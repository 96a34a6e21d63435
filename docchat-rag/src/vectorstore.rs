//! Vector store trait for storing and searching vector embeddings.

use async_trait::async_trait;

use crate::document::{Chunk, SearchResult};
use crate::error::Result;

/// A storage backend for vector embeddings with similarity search.
///
/// Implementations manage named collections of [`Chunk`]s, each with a
/// dimensionality fixed at creation. Every operation rejects vectors of a
/// different length with [`RagError::DimensionMismatch`](crate::RagError::DimensionMismatch)
/// rather than truncating or padding them.
///
/// # Example
///
/// ```rust,ignore
/// use docchat_rag::{VectorStore, InMemoryVectorStore};
///
/// let store = InMemoryVectorStore::new();
/// store.create_collection("docs", 384).await?;
/// store.upsert("docs", &chunks).await?;
/// let results = store.search("docs", &query_embedding, 5).await?;
/// ```
#[async_trait]
pub trait VectorStore: Send + Sync {
    /// Create a named, empty collection. No-op if it already exists.
    async fn create_collection(&self, name: &str, dimensions: usize) -> Result<()>;

    /// Delete a named collection and all its data.
    async fn delete_collection(&self, name: &str) -> Result<()>;

    /// Upsert chunks into a collection. Chunks must have embeddings set.
    ///
    /// Upserting an ID that already exists replaces the prior entry.
    async fn upsert(&self, collection: &str, chunks: &[Chunk]) -> Result<()>;

    /// Delete chunks by their IDs from a collection. Unknown IDs are ignored.
    async fn delete(&self, collection: &str, ids: &[&str]) -> Result<()>;

    /// Delete every chunk whose ID is not in `keep`.
    ///
    /// The collection itself stays in place, so searches running alongside
    /// never find it missing.
    async fn retain(&self, collection: &str, keep: &[&str]) -> Result<()>;

    /// Search for the `top_k` most similar chunks to the given embedding.
    ///
    /// Returns results ordered by descending cosine similarity, ties broken by
    /// ascending chunk ID. An empty collection yields an empty result.
    async fn search(
        &self,
        collection: &str,
        embedding: &[f32],
        top_k: usize,
    ) -> Result<Vec<SearchResult>>;

    /// Number of entries stored in a collection.
    async fn count(&self, collection: &str) -> Result<usize>;
}

/// Order search results by descending score, then ascending chunk ID.
pub(crate) fn rank(results: &mut [SearchResult]) {
    results.sort_by(|a, b| {
        b.score
            .partial_cmp(&a.score)
            .unwrap_or(std::cmp::Ordering::Equal)
            .then_with(|| a.chunk.id.cmp(&b.chunk.id))
    });
}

** What the task requires **
Nothing in the data above should change. Please copy it all.

** Output below **
repository 96a34a6e21d63435
filename docchat-rag/src/vectorstore.rs
//! Vector store trait for storing and searching vector embeddings.

use async_trait::async_trait;

use crate::document::{Chunk, SearchResult};
use crate::error::Result;

/// A storage backend for vector embeddings with similarity search.
///
/// Implementations manage named collections of [`Chunk`]s, each with a
/// dimensionality fixed at creation. Every operation rejects vectors of a
/// different length with [`RagError::DimensionMismatch`](crate::RagError::DimensionMismatch)
/// rather than truncating or padding them.
///
/// # Example
///
/// ```rust,ignore
/// use docchat_rag::{VectorStore, InMemoryVectorStore};
///
/// let store = InMemoryVectorStore::new();
/// store.create_collection("docs", 384).await?;
/// store.upsert("docs", &chunks).await?;
/// let results = store.search("docs", &query_embedding, 5).await?;
/// ```
#[async_trait]
pub trait VectorStore: Send + Sync {
    /// Create a named, empty collection. No-op if it already exists.
    async fn create_collection(&self, name: &str, dimensions: usize) -> Result<()>;

    /// Delete a named collection and all its data.
    async fn delete_collection(&self, name: &str) -> Result<()>;

    /// Upsert chunks into a collection. Chunks must have embeddings set.
    ///
    /// Upserting an ID that already exists replaces the prior entry.
    async fn upsert(&self, collection: &str, chunks: &[Chunk]) -> Result<()>;

    /// Delete chunks by their IDs from a collection. Unknown IDs are ignored.
    async fn delete(&self, collection: &str, ids: &[&str]) -> Result<()>;

    /// Delete every chunk whose ID is not in `keep`.
    ///
    /// The collection itself stays in place, so searches running alongside
    /// never find it missing.
    async fn retain(&self, collection: &str, keep: &[&str]) -> Result<()>;

    /// Search for the `top_k` most similar chunks to the given embedding.
    ///
    /// Returns results ordered by descending cosine similarity, ties broken by
    /// ascending chunk ID. An empty collection yields an empty result.
    async fn search(
        &self,
        collection: &str,
        embedding: &[f32],
        top_k: usize,
    ) -> Result<Vec<SearchResult>>;

    /// Number of entries stored in a collection.
    async fn count(&self, collection: &str) -> Result<usize>;
}

/// Order search results by descending score, then ascending chunk ID.
pub(crate) fn rank(results: &mut [SearchResult]) {
    results.sort_by(|a, b| {
        b.score
            .partial_cmp(&a.score)
            .unwrap_or(std::cmp::Ordering::Equal)
            .then_with(|| a.chunk.id.cmp(&b.chunk.id))
    });
}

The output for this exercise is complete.